### MATERIAL SUPPLIED:
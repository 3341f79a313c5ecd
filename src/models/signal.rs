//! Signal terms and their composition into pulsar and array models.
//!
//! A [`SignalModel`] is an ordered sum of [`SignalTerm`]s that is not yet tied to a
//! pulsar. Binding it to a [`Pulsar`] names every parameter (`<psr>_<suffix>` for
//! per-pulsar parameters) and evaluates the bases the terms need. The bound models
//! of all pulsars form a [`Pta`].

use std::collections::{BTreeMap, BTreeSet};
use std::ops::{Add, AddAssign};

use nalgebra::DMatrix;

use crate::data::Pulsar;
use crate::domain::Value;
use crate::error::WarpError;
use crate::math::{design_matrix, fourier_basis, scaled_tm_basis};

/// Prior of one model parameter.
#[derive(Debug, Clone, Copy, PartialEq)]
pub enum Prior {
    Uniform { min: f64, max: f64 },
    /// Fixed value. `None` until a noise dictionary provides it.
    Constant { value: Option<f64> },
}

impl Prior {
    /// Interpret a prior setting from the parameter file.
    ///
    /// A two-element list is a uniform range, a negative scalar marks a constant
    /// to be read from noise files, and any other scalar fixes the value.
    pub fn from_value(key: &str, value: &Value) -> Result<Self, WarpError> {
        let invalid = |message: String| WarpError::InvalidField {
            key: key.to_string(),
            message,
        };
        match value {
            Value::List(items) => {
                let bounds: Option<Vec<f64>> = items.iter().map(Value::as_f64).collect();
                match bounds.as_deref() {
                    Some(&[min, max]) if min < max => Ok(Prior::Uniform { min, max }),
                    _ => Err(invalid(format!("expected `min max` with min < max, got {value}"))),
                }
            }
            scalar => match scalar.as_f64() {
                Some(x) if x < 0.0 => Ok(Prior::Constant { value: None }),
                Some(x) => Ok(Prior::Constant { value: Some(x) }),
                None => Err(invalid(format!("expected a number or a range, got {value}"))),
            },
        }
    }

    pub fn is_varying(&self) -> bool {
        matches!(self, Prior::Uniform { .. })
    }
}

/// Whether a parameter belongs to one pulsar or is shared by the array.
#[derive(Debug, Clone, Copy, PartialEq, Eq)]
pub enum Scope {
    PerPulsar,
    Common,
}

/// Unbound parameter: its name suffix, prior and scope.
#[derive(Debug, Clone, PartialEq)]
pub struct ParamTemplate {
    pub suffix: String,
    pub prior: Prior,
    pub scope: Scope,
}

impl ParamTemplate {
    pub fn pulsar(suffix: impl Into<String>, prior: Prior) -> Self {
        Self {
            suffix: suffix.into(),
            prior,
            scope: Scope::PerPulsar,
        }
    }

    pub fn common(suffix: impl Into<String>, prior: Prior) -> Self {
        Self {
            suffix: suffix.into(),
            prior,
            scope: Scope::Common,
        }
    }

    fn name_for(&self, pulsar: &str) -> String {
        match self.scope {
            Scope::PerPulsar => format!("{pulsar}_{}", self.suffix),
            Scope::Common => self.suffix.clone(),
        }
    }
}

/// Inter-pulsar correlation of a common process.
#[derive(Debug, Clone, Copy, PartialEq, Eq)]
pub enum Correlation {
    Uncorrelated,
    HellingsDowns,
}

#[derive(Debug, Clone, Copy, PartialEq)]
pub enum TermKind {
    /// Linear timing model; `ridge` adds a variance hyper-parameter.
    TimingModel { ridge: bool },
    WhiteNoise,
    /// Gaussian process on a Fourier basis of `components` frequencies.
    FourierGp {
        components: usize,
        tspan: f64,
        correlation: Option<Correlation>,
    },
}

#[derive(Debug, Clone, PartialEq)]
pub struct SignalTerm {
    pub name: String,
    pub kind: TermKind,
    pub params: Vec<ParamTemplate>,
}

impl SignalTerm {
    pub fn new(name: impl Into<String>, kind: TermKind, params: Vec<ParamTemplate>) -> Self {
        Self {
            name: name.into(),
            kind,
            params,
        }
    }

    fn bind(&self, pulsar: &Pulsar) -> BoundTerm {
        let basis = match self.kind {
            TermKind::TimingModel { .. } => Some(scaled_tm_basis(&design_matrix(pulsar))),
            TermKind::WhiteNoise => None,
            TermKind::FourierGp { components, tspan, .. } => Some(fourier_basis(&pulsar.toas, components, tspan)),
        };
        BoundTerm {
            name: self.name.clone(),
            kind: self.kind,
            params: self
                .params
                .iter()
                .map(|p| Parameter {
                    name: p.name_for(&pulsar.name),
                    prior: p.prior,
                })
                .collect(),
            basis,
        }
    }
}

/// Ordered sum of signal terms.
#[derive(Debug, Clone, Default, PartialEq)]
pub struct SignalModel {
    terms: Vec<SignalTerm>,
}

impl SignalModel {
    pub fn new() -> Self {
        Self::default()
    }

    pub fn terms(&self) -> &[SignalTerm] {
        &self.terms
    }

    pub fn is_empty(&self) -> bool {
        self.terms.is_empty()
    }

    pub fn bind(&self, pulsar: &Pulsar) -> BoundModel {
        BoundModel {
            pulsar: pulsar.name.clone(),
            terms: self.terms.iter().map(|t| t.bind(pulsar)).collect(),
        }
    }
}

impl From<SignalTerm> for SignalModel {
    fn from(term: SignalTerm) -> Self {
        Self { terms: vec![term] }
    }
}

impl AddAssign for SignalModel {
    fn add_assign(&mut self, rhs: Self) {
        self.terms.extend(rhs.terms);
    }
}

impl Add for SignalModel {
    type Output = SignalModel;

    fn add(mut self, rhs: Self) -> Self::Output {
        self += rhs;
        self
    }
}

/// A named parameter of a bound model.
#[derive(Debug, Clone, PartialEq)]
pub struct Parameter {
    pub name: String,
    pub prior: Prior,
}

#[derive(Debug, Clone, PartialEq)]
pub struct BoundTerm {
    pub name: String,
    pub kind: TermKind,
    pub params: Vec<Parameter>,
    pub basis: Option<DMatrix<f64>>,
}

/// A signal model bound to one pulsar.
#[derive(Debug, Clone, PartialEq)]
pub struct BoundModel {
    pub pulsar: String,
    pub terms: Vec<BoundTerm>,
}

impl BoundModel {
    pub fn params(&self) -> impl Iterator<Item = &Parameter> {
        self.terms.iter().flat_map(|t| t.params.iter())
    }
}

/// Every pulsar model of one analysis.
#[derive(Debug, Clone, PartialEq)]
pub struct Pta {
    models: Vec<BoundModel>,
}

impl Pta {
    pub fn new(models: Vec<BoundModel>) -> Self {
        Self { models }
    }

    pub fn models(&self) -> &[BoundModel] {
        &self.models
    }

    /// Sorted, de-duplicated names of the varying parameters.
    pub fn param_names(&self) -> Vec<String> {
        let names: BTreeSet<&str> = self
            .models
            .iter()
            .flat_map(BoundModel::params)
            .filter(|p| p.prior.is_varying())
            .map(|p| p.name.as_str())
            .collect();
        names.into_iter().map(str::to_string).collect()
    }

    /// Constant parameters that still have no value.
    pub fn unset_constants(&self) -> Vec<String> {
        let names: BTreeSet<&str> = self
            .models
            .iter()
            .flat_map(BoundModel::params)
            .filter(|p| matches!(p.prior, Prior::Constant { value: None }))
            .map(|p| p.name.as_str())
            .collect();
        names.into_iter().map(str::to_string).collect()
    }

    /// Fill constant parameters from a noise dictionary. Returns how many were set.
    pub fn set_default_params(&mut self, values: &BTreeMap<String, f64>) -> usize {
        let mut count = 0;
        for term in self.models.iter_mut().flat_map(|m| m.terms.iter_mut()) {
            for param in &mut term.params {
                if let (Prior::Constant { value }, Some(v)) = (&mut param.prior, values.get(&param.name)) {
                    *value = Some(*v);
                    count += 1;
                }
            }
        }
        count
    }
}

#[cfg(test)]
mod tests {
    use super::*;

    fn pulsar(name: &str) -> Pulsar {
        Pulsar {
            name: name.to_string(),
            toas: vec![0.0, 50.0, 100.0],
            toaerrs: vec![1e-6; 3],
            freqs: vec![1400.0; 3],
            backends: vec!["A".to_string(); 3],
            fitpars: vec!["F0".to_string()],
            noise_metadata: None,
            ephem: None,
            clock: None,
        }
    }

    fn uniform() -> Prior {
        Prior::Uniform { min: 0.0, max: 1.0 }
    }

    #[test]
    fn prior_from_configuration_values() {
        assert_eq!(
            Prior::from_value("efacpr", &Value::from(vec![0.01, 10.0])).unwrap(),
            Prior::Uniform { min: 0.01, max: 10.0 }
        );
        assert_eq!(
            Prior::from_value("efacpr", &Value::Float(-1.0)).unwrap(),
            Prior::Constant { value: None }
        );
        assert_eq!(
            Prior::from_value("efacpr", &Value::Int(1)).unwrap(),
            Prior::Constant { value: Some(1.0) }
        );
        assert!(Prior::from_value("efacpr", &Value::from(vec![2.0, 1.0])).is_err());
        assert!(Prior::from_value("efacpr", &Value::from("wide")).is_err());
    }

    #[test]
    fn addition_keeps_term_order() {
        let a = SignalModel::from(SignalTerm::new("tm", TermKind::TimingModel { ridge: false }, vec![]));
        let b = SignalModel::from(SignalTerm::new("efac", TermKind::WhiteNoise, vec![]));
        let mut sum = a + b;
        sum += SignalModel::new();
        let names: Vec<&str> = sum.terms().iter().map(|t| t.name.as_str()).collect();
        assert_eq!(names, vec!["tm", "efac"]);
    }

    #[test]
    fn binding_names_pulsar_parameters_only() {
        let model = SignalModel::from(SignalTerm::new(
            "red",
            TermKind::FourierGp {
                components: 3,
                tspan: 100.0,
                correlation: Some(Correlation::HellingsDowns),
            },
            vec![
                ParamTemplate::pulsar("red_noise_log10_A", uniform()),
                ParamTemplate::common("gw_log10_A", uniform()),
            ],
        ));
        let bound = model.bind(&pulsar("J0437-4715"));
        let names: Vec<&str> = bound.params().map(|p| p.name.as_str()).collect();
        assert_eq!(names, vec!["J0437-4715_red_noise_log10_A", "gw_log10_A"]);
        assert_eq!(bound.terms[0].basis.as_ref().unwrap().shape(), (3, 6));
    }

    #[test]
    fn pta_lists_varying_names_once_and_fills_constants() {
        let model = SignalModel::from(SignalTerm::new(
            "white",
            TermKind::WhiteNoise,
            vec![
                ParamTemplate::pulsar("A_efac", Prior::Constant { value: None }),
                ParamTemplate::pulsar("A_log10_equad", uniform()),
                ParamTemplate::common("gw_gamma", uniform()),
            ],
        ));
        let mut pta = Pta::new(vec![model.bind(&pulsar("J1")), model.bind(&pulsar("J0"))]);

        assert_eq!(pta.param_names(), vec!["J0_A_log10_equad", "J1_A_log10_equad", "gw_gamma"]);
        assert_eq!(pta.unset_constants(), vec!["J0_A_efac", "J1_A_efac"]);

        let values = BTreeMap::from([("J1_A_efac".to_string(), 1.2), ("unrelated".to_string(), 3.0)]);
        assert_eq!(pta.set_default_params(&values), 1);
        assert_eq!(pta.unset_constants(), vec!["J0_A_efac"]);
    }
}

### EXERCISE GOAL:
Go through the entries above and report each line with the string "ParamTemplate" in it.

### YOUR RESPONSE:
pub struct ParamTemplate {
impl ParamTemplate {
    pub params: Vec<ParamTemplate>,
    pub fn new(name: impl Into<String>, kind: TermKind, params: Vec<ParamTemplate>) -> Self {
                ParamTemplate::pulsar("red_noise_log10_A", uniform()),
                ParamTemplate::common("gw_log10_A", uniform()),
                ParamTemplate::pulsar("A_efac", Prior::Constant { value: None }),
                ParamTemplate::pulsar("A_log10_equad", uniform()),
                ParamTemplate::common("gw_gamma", uniform()),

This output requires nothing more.